_Problem description_
In the records below, find the line that contains "let lowered = query.to_lowercase();" and the line that contains "pub struct FormatOptions", then retype exactly those two lines and every line between them.

Stored data entries:
* * * * * * *

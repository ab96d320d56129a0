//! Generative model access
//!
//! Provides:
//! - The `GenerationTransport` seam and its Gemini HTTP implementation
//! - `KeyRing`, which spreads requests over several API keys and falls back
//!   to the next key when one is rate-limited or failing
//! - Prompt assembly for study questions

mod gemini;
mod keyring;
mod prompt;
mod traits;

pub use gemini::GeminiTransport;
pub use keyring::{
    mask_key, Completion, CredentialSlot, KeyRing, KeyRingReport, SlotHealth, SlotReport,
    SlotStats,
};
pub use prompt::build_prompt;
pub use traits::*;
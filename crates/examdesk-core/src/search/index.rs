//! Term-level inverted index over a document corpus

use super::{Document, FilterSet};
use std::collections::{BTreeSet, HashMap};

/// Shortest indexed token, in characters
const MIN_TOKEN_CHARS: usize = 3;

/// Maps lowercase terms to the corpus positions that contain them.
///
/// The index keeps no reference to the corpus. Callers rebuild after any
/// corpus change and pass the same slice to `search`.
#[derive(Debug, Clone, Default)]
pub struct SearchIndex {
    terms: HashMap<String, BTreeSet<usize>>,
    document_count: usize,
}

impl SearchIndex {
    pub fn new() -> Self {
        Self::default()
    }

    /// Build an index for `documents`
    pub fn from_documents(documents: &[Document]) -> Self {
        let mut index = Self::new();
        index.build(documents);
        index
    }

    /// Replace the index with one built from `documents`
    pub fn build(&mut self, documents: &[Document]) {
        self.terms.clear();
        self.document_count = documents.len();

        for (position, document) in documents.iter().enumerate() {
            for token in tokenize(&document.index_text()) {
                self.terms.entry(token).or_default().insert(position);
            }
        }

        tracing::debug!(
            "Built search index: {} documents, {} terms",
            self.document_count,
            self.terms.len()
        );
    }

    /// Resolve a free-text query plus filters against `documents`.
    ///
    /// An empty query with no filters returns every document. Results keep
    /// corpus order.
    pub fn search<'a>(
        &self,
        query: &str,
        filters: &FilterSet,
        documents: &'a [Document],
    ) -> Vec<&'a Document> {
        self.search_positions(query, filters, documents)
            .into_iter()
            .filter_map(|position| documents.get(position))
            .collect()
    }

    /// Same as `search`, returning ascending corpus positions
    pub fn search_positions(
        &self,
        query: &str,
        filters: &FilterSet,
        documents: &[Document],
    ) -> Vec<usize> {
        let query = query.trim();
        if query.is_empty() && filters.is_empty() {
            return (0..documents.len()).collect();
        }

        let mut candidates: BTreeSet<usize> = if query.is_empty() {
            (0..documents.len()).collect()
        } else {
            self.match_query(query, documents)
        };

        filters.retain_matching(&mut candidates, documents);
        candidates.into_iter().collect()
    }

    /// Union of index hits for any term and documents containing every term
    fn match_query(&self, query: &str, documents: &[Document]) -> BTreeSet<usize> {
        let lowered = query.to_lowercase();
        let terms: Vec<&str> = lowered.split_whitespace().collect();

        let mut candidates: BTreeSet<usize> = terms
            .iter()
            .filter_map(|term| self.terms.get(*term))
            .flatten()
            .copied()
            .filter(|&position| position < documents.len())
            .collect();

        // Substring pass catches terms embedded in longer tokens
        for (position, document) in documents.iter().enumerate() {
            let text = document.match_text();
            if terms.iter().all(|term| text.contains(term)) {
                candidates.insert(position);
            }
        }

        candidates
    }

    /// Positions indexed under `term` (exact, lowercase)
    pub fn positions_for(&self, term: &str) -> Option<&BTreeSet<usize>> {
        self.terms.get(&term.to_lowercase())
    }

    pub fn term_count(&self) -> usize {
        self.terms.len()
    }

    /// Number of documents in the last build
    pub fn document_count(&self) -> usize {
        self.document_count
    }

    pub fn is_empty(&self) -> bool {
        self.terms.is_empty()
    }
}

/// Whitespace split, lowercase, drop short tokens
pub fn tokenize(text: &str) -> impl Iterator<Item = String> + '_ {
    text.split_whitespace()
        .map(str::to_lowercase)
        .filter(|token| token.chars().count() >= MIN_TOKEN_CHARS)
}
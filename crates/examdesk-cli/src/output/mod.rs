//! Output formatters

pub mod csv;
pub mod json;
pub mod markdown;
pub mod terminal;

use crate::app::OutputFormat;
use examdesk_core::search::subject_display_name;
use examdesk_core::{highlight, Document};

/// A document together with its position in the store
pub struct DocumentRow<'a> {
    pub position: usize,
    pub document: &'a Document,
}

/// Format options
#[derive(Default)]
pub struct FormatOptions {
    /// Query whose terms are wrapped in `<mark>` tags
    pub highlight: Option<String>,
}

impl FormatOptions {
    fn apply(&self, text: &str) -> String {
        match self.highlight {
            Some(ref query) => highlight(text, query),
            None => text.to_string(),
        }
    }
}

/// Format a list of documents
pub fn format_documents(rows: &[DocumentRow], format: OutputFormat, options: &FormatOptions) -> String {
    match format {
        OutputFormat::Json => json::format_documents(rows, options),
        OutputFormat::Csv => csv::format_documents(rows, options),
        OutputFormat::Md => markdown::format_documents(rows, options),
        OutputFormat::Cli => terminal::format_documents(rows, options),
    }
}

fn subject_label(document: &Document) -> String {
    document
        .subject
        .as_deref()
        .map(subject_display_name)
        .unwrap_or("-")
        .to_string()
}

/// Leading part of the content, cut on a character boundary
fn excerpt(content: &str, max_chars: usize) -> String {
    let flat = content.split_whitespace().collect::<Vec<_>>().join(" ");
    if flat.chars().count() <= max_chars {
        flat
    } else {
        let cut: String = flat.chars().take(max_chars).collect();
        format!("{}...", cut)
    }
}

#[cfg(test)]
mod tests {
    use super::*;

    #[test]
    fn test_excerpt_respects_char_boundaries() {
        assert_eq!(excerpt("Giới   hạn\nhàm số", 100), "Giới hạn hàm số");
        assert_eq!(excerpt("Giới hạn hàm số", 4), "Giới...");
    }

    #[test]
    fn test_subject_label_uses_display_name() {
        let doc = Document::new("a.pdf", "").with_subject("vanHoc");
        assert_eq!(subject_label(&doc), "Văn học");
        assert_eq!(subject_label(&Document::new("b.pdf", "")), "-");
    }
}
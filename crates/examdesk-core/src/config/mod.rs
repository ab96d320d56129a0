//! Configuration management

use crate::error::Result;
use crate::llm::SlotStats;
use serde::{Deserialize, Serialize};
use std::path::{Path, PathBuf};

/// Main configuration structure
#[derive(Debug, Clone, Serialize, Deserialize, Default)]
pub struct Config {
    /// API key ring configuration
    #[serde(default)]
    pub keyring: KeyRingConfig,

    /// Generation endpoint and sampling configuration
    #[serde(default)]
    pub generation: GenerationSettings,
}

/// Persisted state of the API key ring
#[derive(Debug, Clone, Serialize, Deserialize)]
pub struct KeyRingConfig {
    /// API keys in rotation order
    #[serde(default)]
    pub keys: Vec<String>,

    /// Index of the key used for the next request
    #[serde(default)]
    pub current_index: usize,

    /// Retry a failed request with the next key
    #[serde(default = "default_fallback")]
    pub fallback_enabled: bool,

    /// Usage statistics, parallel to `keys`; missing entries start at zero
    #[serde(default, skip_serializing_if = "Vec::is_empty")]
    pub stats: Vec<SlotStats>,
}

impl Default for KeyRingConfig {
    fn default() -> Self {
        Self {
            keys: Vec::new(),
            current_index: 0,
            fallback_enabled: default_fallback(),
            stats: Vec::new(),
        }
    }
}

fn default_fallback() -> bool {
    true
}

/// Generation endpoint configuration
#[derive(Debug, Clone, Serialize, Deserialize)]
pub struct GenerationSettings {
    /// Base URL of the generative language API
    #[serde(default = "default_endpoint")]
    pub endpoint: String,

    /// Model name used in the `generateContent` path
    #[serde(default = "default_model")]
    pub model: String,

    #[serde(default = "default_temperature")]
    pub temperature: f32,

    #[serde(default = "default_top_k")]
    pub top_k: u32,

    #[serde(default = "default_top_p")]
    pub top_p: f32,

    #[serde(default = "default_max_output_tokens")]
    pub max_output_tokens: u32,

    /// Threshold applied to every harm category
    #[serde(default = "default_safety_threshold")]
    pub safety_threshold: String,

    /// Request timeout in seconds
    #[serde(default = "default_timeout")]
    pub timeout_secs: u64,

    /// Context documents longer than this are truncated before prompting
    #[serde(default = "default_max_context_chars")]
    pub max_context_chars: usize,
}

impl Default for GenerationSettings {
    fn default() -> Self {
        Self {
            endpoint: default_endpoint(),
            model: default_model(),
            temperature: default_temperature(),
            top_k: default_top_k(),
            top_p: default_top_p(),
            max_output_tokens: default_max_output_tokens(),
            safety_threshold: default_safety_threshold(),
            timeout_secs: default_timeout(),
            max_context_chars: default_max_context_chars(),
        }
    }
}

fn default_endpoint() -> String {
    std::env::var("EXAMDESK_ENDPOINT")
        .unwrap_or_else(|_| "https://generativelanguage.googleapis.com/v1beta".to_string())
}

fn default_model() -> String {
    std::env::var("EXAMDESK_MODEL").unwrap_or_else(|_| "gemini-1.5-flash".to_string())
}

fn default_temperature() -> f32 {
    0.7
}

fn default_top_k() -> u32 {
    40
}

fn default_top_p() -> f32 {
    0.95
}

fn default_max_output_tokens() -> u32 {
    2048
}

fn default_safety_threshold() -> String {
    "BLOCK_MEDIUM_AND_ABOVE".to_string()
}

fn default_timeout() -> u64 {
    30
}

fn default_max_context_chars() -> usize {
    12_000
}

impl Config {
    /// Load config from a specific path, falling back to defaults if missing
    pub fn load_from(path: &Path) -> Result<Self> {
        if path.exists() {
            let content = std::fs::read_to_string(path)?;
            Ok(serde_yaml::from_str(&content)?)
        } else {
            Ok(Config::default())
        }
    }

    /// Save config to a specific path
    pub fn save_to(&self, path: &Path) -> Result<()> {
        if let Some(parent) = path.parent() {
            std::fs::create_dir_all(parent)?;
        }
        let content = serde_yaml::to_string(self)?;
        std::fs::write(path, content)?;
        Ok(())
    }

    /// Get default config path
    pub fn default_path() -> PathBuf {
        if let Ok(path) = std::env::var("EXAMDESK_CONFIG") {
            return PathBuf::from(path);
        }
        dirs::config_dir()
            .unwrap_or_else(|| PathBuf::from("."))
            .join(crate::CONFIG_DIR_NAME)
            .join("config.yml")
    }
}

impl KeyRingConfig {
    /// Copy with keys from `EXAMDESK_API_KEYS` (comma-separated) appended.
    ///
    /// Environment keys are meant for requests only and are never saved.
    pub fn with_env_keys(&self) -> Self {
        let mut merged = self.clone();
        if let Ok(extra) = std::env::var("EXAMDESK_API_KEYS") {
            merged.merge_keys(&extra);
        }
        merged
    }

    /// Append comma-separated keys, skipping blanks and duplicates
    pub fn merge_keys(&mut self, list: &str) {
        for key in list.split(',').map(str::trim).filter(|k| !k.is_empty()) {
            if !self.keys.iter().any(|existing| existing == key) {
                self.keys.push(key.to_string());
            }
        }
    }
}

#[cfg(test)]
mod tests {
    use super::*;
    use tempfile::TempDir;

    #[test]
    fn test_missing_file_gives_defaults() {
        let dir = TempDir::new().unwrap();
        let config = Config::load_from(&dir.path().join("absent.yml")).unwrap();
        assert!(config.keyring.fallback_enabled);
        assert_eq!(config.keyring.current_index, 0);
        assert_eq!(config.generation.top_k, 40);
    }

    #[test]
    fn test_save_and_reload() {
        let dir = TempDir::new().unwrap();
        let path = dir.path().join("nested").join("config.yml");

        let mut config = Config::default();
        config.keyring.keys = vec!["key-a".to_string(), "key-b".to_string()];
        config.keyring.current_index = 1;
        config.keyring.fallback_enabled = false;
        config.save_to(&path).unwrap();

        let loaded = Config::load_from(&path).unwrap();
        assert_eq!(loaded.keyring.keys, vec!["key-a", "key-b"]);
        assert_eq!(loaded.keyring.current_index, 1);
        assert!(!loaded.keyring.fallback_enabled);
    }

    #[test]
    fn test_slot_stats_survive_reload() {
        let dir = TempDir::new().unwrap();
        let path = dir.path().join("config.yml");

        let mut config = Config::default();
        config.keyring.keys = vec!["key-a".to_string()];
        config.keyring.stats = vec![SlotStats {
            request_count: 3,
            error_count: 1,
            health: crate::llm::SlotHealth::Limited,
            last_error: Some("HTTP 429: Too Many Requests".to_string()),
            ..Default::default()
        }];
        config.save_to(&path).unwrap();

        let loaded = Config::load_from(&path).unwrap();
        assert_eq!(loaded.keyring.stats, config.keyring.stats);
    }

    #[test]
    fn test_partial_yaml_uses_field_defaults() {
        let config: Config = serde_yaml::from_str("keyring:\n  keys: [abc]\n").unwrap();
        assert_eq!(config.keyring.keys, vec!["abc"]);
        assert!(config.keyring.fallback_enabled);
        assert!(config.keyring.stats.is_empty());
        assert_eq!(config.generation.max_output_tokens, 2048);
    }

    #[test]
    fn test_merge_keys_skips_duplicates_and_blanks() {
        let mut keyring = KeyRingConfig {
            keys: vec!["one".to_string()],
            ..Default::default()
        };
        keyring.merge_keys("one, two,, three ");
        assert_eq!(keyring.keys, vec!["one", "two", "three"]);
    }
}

* * * * * * *

_Output below_
        let lowered = query.to_lowercase();
        let terms: Vec<&str> = lowered.split_whitespace().collect();

        let mut candidates: BTreeSet<usize> = terms
            .iter()
            .filter_map(|term| self.terms.get(*term))
            .flatten()
            .copied()
            .filter(|&position| position < documents.len())
            .collect();

        // Substring pass catches terms embedded in longer tokens
        for (position, document) in documents.iter().enumerate() {
            let text = document.match_text();
            if terms.iter().all(|term| text.contains(term)) {
                candidates.insert(position);
            }
        }

        candidates
    }

    /// Positions indexed under `term` (exact, lowercase)
    pub fn positions_for(&self, term: &str) -> Option<&BTreeSet<usize>> {
        self.terms.get(&term.to_lowercase())
    }

    pub fn term_count(&self) -> usize {
        self.terms.len()
    }

    /// Number of documents in the last build
    pub fn document_count(&self) -> usize {
        self.document_count
    }

    pub fn is_empty(&self) -> bool {
        self.terms.is_empty()
    }
}

/// Whitespace split, lowercase, drop short tokens
pub fn tokenize(text: &str) -> impl Iterator<Item = String> + '_ {
    text.split_whitespace()
        .map(str::to_lowercase)
        .filter(|token| token.chars().count() >= MIN_TOKEN_CHARS)
}
filename crates/examdesk-cli/src/output/mod.rs
//! Output formatters

pub mod csv;
pub mod json;
pub mod markdown;
pub mod terminal;

use crate::app::OutputFormat;
use examdesk_core::search::subject_display_name;
use examdesk_core::{highlight, Document};

/// A document together with its position in the store
pub struct DocumentRow<'a> {
    pub position: usize,
    pub document: &'a Document,
}

/// Format options
#[derive(Default)]
pub struct FormatOptions {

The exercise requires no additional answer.